I watched the BBC1 programme about Tourettes. The frankness of John Davidson and Greg Storey was refreshing. It made me think about mental health in general and also in particular relation to my own mental health.
I, like the FP, believe there shouldn’t be a stigma around mental health. People shouldn’t feel ashamed of their mental health problems. And as the FP often says, if anyone was to have a wooden leg for example and they needed help or wanted to talk about it, there would be no stigma in that. Mental health issues are different, you can’t see them, you can only see the effects. Inspired by Greg Storey and John Davidson, I’m going to open up a bit about my own mental health problems. One in particular. The one that rules my life.
If you are one of my friends who reads this blog, you’ll already know what I’m on about. If you read this blog regularly, you may or may not have noticed I often say how nervous I am about things, or how I dread them. Why? I have Social Phobia that’s why.
Not many people really understand it. I have few friends who know I have it and even fewer who are supportive of it. Some get annoyed by it, by the fact I physically can’t make myself do the things they do. For example, at the age of 14, now this will sound ridiculous, but I didn’t feel I could even stand by the edge of the road by myself to cross it. I had to have someone with me. Everything I did, I had to have someone with me. I was/am afraid of other people, of being judged, teased, thought about negatively. It often shows itself in the form of a panic attack. The first panic attacks I used to have, weren’t the stereotypical “I can’t breath” types, although breathing was an issue. If I saw people and it was a rare occasion on which I was on my own, I would hold my breath so they couldn’t see an increase in my breathing rate, my heart rate would soar so high, my mind would be in a panic and I’d often end up going a completely different direction to what I should be going in, in order to avoid the people. Often that meant getting a bit lost and in more of panic. It amuses me to think of actually. And still, even know, I get the urge to go another way when I see a group of people. Difference is, now I can logically see the ridiculousness of that and ignore it.
At my very worst, I had a fear of getting panicky when I was out. I’m very lucky it didn’t take the form of agoraphobia. And that’s not to say I don’t have supportive friends. I do have some amazingly supportive friends and without them, goodness knows where I’ll be. There are also those who I feel I have lost due to having it, but that’s OK.

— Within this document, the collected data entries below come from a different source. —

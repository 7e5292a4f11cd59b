//! Date and time utilities.

use std::{cmp::Ordering, marker::PhantomData, ops, time::Duration};

use derive_more::{Debug, Display, Error};
use time::{format_description::well_known::Rfc3339, UtcOffset};

/// Untyped date and time.
pub type DateTime = DateTimeOf;

/// UTC date and time.
#[derive(Debug)]
pub struct DateTimeOf<Of: ?Sized = ()> {
    /// Inner representation of the date and time.
    inner: time::OffsetDateTime,

    /// Type parameter describing the kind of date and time.
    #[debug(skip)]
    _of: PhantomData<Of>,
}

impl<Of: ?Sized> DateTimeOf<Of> {
    /// A [`DateTime`] representing the Unix epoch.
    pub const UNIX_EPOCH: Self = Self {
        inner: time::OffsetDateTime::UNIX_EPOCH,
        _of: PhantomData,
    };

    /// Creates a new [`DateTime`] representing the current date and time.
    #[expect(clippy::missing_panics_doc, reason = "infallible")]
    #[must_use]
    pub fn now() -> Self {
        let inner = time::OffsetDateTime::now_utc();
        Self {
            _of: PhantomData,
            inner: inner
                .replace_microsecond(inner.microsecond())
                .expect("infallible"),
        }
    }

    /// Creates a new [`DateTime`] from the provided [`UNIX_EPOCH`] timestamp.
    ///
    /// [`None`] is returned if the timestamp is invalid.
    ///
    /// [`UNIX_EPOCH`]: Self::UNIX_EPOCH
    #[must_use]
    pub fn from_unix_timestamp(timestamp: i64) -> Option<Self> {
        Some(Self {
            inner: time::OffsetDateTime::from_unix_timestamp(timestamp).ok()?,
            _of: PhantomData,
        })
    }

    /// Returns the [`UNIX_EPOCH`] timestamp of this [`DateTime`].
    ///
    /// [`UNIX_EPOCH`]: Self::UNIX_EPOCH
    #[must_use]
    pub fn unix_timestamp(&self) -> i64 {
        self.inner.unix_timestamp()
    }

    /// Creates a new [`DateTime`] from the provided [RFC 3339] string.
    ///
    /// # Errors
    ///
    /// Returns an error if the string is not a valid [RFC 3339] date and time.
    ///
    /// [RFC 3339]: https://tools.ietf.org/html/rfc3339
    pub fn from_rfc3339(input: &str) -> Result<Self, ParseError> {
        use ParseError as E;

        time::OffsetDateTime::parse(input, &Rfc3339)
            .map_err(E::Parse)?
            .try_into()
            .map_err(E::ComponentRange)
    }

    /// Returns the [`DateTime`] as an [RFC 3339] string.
    ///
    /// [RFC 3339]: https://tools.ietf.org/html/rfc3339
    #[expect(clippy::missing_panics_doc, reason = "infallible")]
    #[must_use]
    pub fn to_rfc3339(&self) -> String {
        self.inner.format(&Rfc3339).unwrap_or_else(|e| {
            panic!("cannot format `DateTime` as RFC 3339: {e}")
        })
    }

    /// Returns the calendar year of this [`DateTime`].
    #[must_use]
    pub fn year(&self) -> i32 {
        self.inner.year()
    }

    /// Returns the calendar month (1-based) of this [`DateTime`].
    #[must_use]
    pub fn month(&self) -> u8 {
        u8::from(self.inner.month())
    }

    /// Coerces one kind of [`DateTime`] into another.
    #[must_use]
    pub fn coerce<NewOf: ?Sized>(self) -> DateTimeOf<NewOf> {
        DateTimeOf {
            inner: self.inner,
            _of: PhantomData,
        }
    }
}

/// Error of parsing [`DateTime`] from a string.
#[derive(Clone, Copy, Debug, Display, Error)]
pub enum ParseError {
    /// Failed to parse the string into an [`DateTime`].
    Parse(time::error::Parse),

    /// Parsed [`DateTime`] has an out of range component.
    ComponentRange(time::error::ComponentRange),
}

impl<Of: ?Sized> Copy for DateTimeOf<Of> {}
impl<Of: ?Sized> Clone for DateTimeOf<Of> {
    fn clone(&self) -> Self {
        *self
    }
}

impl<Of: ?Sized> Eq for DateTimeOf<Of> {}
impl<Of: ?Sized> PartialEq for DateTimeOf<Of> {
    fn eq(&self, other: &Self) -> bool {
        self.inner == other.inner
    }
}

impl<Of: ?Sized> Ord for DateTimeOf<Of> {
    fn cmp(&self, other: &Self) -> Ordering {
        self.inner.cmp(&other.inner)
    }
}
impl<Of: ?Sized> PartialOrd for DateTimeOf<Of> {
    fn partial_cmp(&self, other: &Self) -> Option<Ordering> {
        Some(self.cmp(other))
    }
}

impl<Of: ?Sized> TryFrom<time::OffsetDateTime> for DateTimeOf<Of> {
    type Error = time::error::ComponentRange;

    fn try_from(dt: time::OffsetDateTime) -> Result<Self, Self::Error> {
        dt.to_offset(UtcOffset::UTC)
            .replace_microsecond(dt.microsecond())
            .map(|inner| Self {
                inner,
                _of: PhantomData,
            })
    }
}

impl<Of: ?Sized> From<DateTimeOf<Of>> for time::OffsetDateTime {
    fn from(dt: DateTimeOf<Of>) -> Self {
        dt.inner
    }
}

impl<Of: ?Sized> ops::Add<Duration> for DateTimeOf<Of> {
    type Output = Self;

    fn add(self, rhs: Duration) -> Self::Output {
        Self {
            inner: self.inner + rhs,
            _of: PhantomData,
        }
    }
}

impl<Of: ?Sized> ops::Sub for DateTimeOf<Of> {
    type Output = Duration;

    fn sub(self, rhs: Self) -> Self::Output {
        (self.inner - rhs.inner)
            .try_into()
            .expect("duration overflow")
    }
}

impl<Of: ?Sized> ops::Sub<Duration> for DateTimeOf<Of> {
    type Output = Self;

    fn sub(self, rhs: Duration) -> Self::Output {
        Self {
            inner: self.inner - rhs,
            _of: PhantomData,
        }
    }
}

pub mod serde {
    //! Module providing integration with [`serde`] crate.

    use super::DateTimeOf;

    pub mod unix_timestamp {
        //! Module providing serialization and deserialization of [`DateTimeOf`]
        //! as a Unix timestamp.

        use serde::{de::Error, Deserialize, Deserializer, Serializer};

        use super::DateTimeOf;

        /// Serializes the [`DateTimeOf`] as a Unix timestamp.
        ///
        /// # Errors
        ///
        /// Returns an error if the timestamp is invalid.
        pub fn serialize<Of, S>(
            dt: &DateTimeOf<Of>,
            serializer: S,
        ) -> Result<S::Ok, S::Error>
        where
            S: Serializer,
            Of: ?Sized,
        {
            serializer.serialize_i64(dt.unix_timestamp())
        }

        /// Deserializes the Unix timestamp into a [`DateTimeOf`].
        ///
        /// # Errors
        ///
        /// Returns an error if the timestamp is invalid.
        pub fn deserialize<'de, D, Of>(
            deserializer: D,
        ) -> Result<DateTimeOf<Of>, D::Error>
        where
            D: Deserializer<'de>,
            Of: ?Sized,
        {
            DateTimeOf::from_unix_timestamp(i64::deserialize(deserializer)?)
                .ok_or_else(|| Error::custom("invalid timestamp"))
        }

        pub mod opt {
            //! The same as the parent module, for optional values.

            use serde::{de::Error, Deserialize, Deserializer, Serializer};

            use super::DateTimeOf;

            /// Serializes the optional [`DateTimeOf`] as a Unix timestamp.
            ///
            /// # Errors
            ///
            /// Returns an error if the timestamp is invalid.
            pub fn serialize<Of, S>(
                dt: &Option<DateTimeOf<Of>>,
                serializer: S,
            ) -> Result<S::Ok, S::Error>
            where
                S: Serializer,
                Of: ?Sized,
            {
                match dt {
                    Some(dt) => {
                        serializer.serialize_some(&dt.unix_timestamp())
                    }
                    None => serializer.serialize_none(),
                }
            }

            /// Deserializes the optional Unix timestamp into a [`DateTimeOf`].
            ///
            /// # Errors
            ///
            /// Returns an error if the timestamp is invalid.
            pub fn deserialize<'de, D, Of>(
                deserializer: D,
            ) -> Result<Option<DateTimeOf<Of>>, D::Error>
            where
                D: Deserializer<'de>,
                Of: ?Sized,
            {
                Option::<i64>::deserialize(deserializer)?
                    .map(|ts| {
                        DateTimeOf::from_unix_timestamp(ts).ok_or_else(|| {
                            Error::custom("invalid timestamp")
                        })
                    })
                    .transpose()
            }
        }
    }
}
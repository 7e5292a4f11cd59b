//! [`Reservation`] read model definition.

#[cfg(doc)]
use crate::domain::Reservation;

pub mod list {
    //! [`Reservation`]s list definitions.

    use crate::domain::{reservation, space, user};
    #[cfg(doc)]
    use crate::domain::Reservation;

    /// Filter of a [`Reservation`]s list.
    #[derive(Clone, Copy, Debug, Default)]
    pub struct Filter {
        /// ID of the [`Space`] to filter [`Reservation`]s by.
        ///
        /// [`Space`]: crate::domain::Space
        pub space_id: Option<space::Id>,

        /// ID of the [`User`] to filter [`Reservation`]s by.
        ///
        /// [`User`]: crate::domain::User
        pub user_id: Option<user::Id>,

        /// [`reservation::Status`] to filter [`Reservation`]s by.
        pub status: Option<reservation::Status>,
    }

    impl Filter {
        /// Indicates whether the provided [`Reservation`] passes this
        /// [`Filter`].
        #[must_use]
        pub fn matches(&self, reservation: &reservation::Reservation) -> bool {
            !self.space_id.is_some_and(|id| reservation.space_id != id)
                && !self.user_id.is_some_and(|id| reservation.user_id != id)
                && !self.status.is_some_and(|s| reservation.status != s)
        }
    }
}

Another symptom of my social phobia is I will analyse for hours and hours and hours anything I have said to people. Every conversation I have sticks in my mind and I go over them thinking “I hope they didn’t think I meant this…” “I hope I didn’t look as awkward as I felt.” “I hope they didn’t take that in the wrong way.” Again at my very worst I’d have to hit myself in the head and shake it a bit to stop. This is one of the symptoms that has stuck with me. Even writing comments on people’s blogs I go away thinking….eeek.
Some people gloss over my social phobia. They’ll say stuff like “oh I have that too.” But not to be rude to them, they don’t. If they did, they’d be like me, behind everyone else socially, only just branching out and being able to do stuff. Everything I do now,, because I do so much more alone, takes so much effort. It can be exhausting. Working as a volunteer….I spend the whole day feeling really panicky. Etc etc. Some people think being a social phobic is just being shy. That’s not true, although I am extremely shy too. But shyness isn’t feeling panicky in a queue for something, incase you get looked at funny or judged for what you are buying.
Writing this post has been extremely cathartic, although it may not make entertaining reading for many, I hope it at least provides some insight into social phobia. And it has allowed me to practice what I preach in that I shouldn’t be ashamed of having it. And I’m not ashamed of having it, but I am slightly ashamed of the person it has made me, or rather who I was and no longer who I am. And for the record…I’m quite nervous about publishing this.